- _EXERCISE INSTRUCTIONS_:
Tell how many lines of the material below hold "Builder". The reply is that number alone.

TASK MATERIAL Block Start

//! Command handlers
//!
//! Each command handler orchestrates the execution of a CLI command.

pub mod mute;
pub mod run;
pub mod sample;
pub mod show;

pub use mute::run_mute;
pub use run::run_monitor;
pub use sample::run_sample;
pub use show::run_show;

use crate::error::StoreError;
use crate::store::ConfigStore;
use std::path::Path;

/// Open the mute store, creating its directory if needed
pub(crate) fn open_store(path: &Path) -> Result<ConfigStore, StoreError> {
    if let Some(parent) = path.parent().filter(|p| !p.as_os_str().is_empty()) {
        if !parent.exists() {
            std::fs::create_dir_all(parent).map_err(|e| StoreError::io(parent, e))?;
            log::info!("Created {}", parent.display());
        }
    }
    ConfigStore::open(path)
}
//! Alert notification system
//!
//! The [`Notifier`] trait is everything the monitor needs from a user-facing
//! surface. [`TerminalNotifier`] renders it on the console.

use super::speech::{BrowserCommand, SpeechCommand};
use super::types::{VisualState, Voice};
use crate::error::NotifyError;
use serde::Serialize;
use std::io::{self, Write};
use std::sync::{Arc, Mutex, PoisonError};
use std::time::{SystemTime, UNIX_EPOCH};

/// Output surface driven by the monitor
pub trait Notifier: Send {
    /// Replace the status line and uptime text
    fn set_status_text(&mut self, status: &str, uptime: &str) -> Result<(), NotifyError>;

    /// Show a one-shot message, speaking it with `voice` when given
    fn show_alert(&mut self, message: &str, voice: Option<Voice>) -> Result<(), NotifyError>;

    /// Switch the indicator between normal and alert
    fn set_visual_state(&mut self, state: VisualState) -> Result<(), NotifyError>;

    /// Open a URL in the user's browser
    fn open_url(&mut self, url: &str) -> Result<(), NotifyError>;

    /// Channel name for identification
    fn name(&self) -> &str;
}

/// Latest state published by a notifier
#[derive(Debug, Clone, Default, Serialize)]
pub struct StatusSnapshot {
    pub status: String,
    pub uptime: String,
    pub visual_state: VisualState,
}

/// Shared, readable copy of what the notifier last showed
///
/// The console reads it to answer `status` without touching the monitor.
#[derive(Debug, Clone, Default)]
pub struct StatusBoard {
    inner: Arc<Mutex<StatusSnapshot>>,
}

impl StatusBoard {
    pub fn new() -> Self {
        Self::default()
    }

    /// Copy of the current snapshot
    pub fn snapshot(&self) -> StatusSnapshot {
        self.inner
            .lock()
            .unwrap_or_else(PoisonError::into_inner)
            .clone()
    }

    fn update<F: FnOnce(&mut StatusSnapshot)>(&self, f: F) {
        let mut guard = self.inner.lock().unwrap_or_else(PoisonError::into_inner);
        f(&mut *guard);
    }
}

/// Terminal/console notifier
///
/// Writes alerts to stderr with colored formatting, optionally speaks them and
/// keeps the status line on a [`StatusBoard`].
pub struct TerminalNotifier {
    board: StatusBoard,
    speech: Option<SpeechCommand>,
    browser: BrowserCommand,
    use_colors: bool,
    visual_state: VisualState,
}

impl TerminalNotifier {
    /// Create a new terminal notifier without speech
    pub fn new(board: StatusBoard) -> Self {
        Self {
            board,
            speech: None,
            browser: BrowserCommand::default(),
            use_colors: Self::supports_color(),
            visual_state: VisualState::Normal,
        }
    }

    /// Builder: speak messages through `speech`
    pub fn with_speech(mut self, speech: Option<SpeechCommand>) -> Self {
        self.speech = speech;
        self
    }

    /// Builder: open URLs with `browser`
    pub fn with_browser(mut self, browser: BrowserCommand) -> Self {
        self.browser = browser;
        self
    }

    /// Builder: disable ANSI colors
    pub fn no_color(mut self) -> Self {
        self.use_colors = false;
        self
    }

    /// Check if terminal supports colors
    fn supports_color() -> bool {
        std::env::var("TERM")
            .map(|term| term != "dumb")
            .unwrap_or(false)
    }

    fn timestamp() -> String {
        SystemTime::now()
            .duration_since(UNIX_EPOCH)
            .map(|d| {
                let secs = d.as_secs();
                let hours = (secs / 3600) % 24;
                let mins = (secs % 3600) / 60;
                let secs = secs % 60;
                format!("{:02}:{:02}:{:02}", hours, mins, secs)
            })
            .unwrap_or_else(|_| "??:??:??".to_string())
    }

    fn format_alert(&self, message: &str) -> String {
        let tag = if self.use_colors {
            "\x1b[33mALERT\x1b[0m"
        } else {
            "ALERT"
        };
        format!("[{}] {} {}", Self::timestamp(), tag, message)
    }

    fn format_visual_state(&self, state: VisualState) -> String {
        if !self.use_colors {
            return format!("Indicator: {}", state);
        }
        match state {
            VisualState::Normal => "Indicator: \x1b[32mnormal\x1b[0m".to_string(),
            VisualState::Alert => "Indicator: \x1b[31m\x1b[1malert\x1b[0m".to_string(),
        }
    }
}

impl Notifier for TerminalNotifier {
    fn set_status_text(&mut self, status: &str, uptime: &str) -> Result<(), NotifyError> {
        log::debug!("{}", status);
        self.board.update(|s| {
            s.status = status.to_string();
            s.uptime = uptime.to_string();
        });
        Ok(())
    }

    fn show_alert(&mut self, message: &str, voice: Option<Voice>) -> Result<(), NotifyError> {
        let line = self.format_alert(message);
        {
            let stderr = io::stderr();
            let mut handle = stderr.lock();
            writeln!(handle, "{}", line)?;
        }

        match (voice, &self.speech) {
            (Some(voice), Some(speech)) => speech.speak(message, voice),
            _ => Ok(()),
        }
    }

    fn set_visual_state(&mut self, state: VisualState) -> Result<(), NotifyError> {
        self.board.update(|s| s.visual_state = state);
        if state == self.visual_state {
            return Ok(());
        }
        self.visual_state = state;
        log::info!("Visual state changed to {}", state);

        let stderr = io::stderr();
        let mut handle = stderr.lock();
        writeln!(handle, "{}", self.format_visual_state(state))?;
        Ok(())
    }

    fn open_url(&mut self, url: &str) -> Result<(), NotifyError> {
        log::info!("Opening {} with {}", url, self.browser.program());
        self.browser.open(url)
    }

    fn name(&self) -> &str {
        "terminal"
    }
}
//! External programs used by the terminal notifier
//!
//! Speech goes through an espeak-compatible command line and URLs are handed
//! to the desktop's opener.

use super::types::{Voice, VoiceGender};
use crate::error::NotifyError;
use std::process::{Command, Stdio};
use std::thread;

/// Words per minute at rate 0
const BASE_WORDS_PER_MINUTE: i32 = 175;
/// Words per minute added per rate step
const WORDS_PER_RATE_STEP: i32 = 15;

/// Speech synthesizer invoked as a child process
#[derive(Debug, Clone)]
pub struct SpeechCommand {
    program: String,
}

impl SpeechCommand {
    /// Use `program` (e.g. `espeak-ng`) for speech
    pub fn new(program: impl Into<String>) -> Self {
        Self {
            program: program.into(),
        }
    }

    /// Program name
    pub fn program(&self) -> &str {
        &self.program
    }

    /// Arguments passed for a message spoken with `voice`
    pub fn args(&self, text: &str, voice: Voice) -> Vec<String> {
        let variant = match voice.gender {
            VoiceGender::Male => "en+m3",
            VoiceGender::Female => "en+f3",
        };
        vec![
            "-v".to_string(),
            variant.to_string(),
            "-s".to_string(),
            Self::words_per_minute(voice.rate).to_string(),
            text.to_string(),
        ]
    }

    fn words_per_minute(rate: i8) -> i32 {
        BASE_WORDS_PER_MINUTE + i32::from(rate) * WORDS_PER_RATE_STEP
    }

    /// Speak `text`, blocking until the utterance finishes
    pub fn speak(&self, text: &str, voice: Voice) -> Result<(), NotifyError> {
        let status = Command::new(&self.program)
            .args(self.args(text, voice))
            .stdout(Stdio::null())
            .stderr(Stdio::null())
            .status()
            .map_err(|e| NotifyError::Speech(format!("{}: {}", self.program, e)))?;

        if !status.success() {
            return Err(NotifyError::Speech(format!(
                "{} exited with {}",
                self.program, status
            )));
        }
        Ok(())
    }
}

/// Opens URLs in the user's browser
#[derive(Debug, Clone)]
pub struct BrowserCommand {
    program: String,
}

impl BrowserCommand {
    /// Use `program` to open URLs
    pub fn new(program: impl Into<String>) -> Self {
        Self {
            program: program.into(),
        }
    }

    /// Platform opener program
    pub fn platform_default() -> &'static str {
        if cfg!(target_os = "macos") {
            "open"
        } else if cfg!(target_os = "windows") {
            "explorer"
        } else {
            "xdg-open"
        }
    }

    /// Program name
    pub fn program(&self) -> &str {
        &self.program
    }

    /// Launch the browser without waiting for it
    ///
    /// The child is reaped on a detached thread so it does not linger as a
    /// zombie once the opener exits.
    pub fn open(&self, url: &str) -> Result<(), NotifyError> {
        let mut child = Command::new(&self.program)
            .arg(url)
            .stdout(Stdio::null())
            .stderr(Stdio::null())
            .spawn()
            .map_err(|e| NotifyError::Browser(format!("{}: {}", self.program, e)))?;

        let program = self.program.clone();
        let reaper = thread::Builder::new()
            .name("browser-wait".to_string())
            .spawn(move || match child.wait() {
                Ok(status) if !status.success() => {
                    log::warn!("{} exited with {}", program, status)
                }
                Ok(_) => {}
                Err(e) => log::warn!("Failed to wait for {}: {}", program, e),
            });
        if let Err(e) = reaper {
            log::warn!("Cannot reap {}: {}", self.program, e);
        }
        Ok(())
    }
}

impl Default for BrowserCommand {
    fn default() -> Self {
        Self::new(Self::platform_default())
    }
}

TASK MATERIAL Block End

- _THE COMPLETED TASK_:
4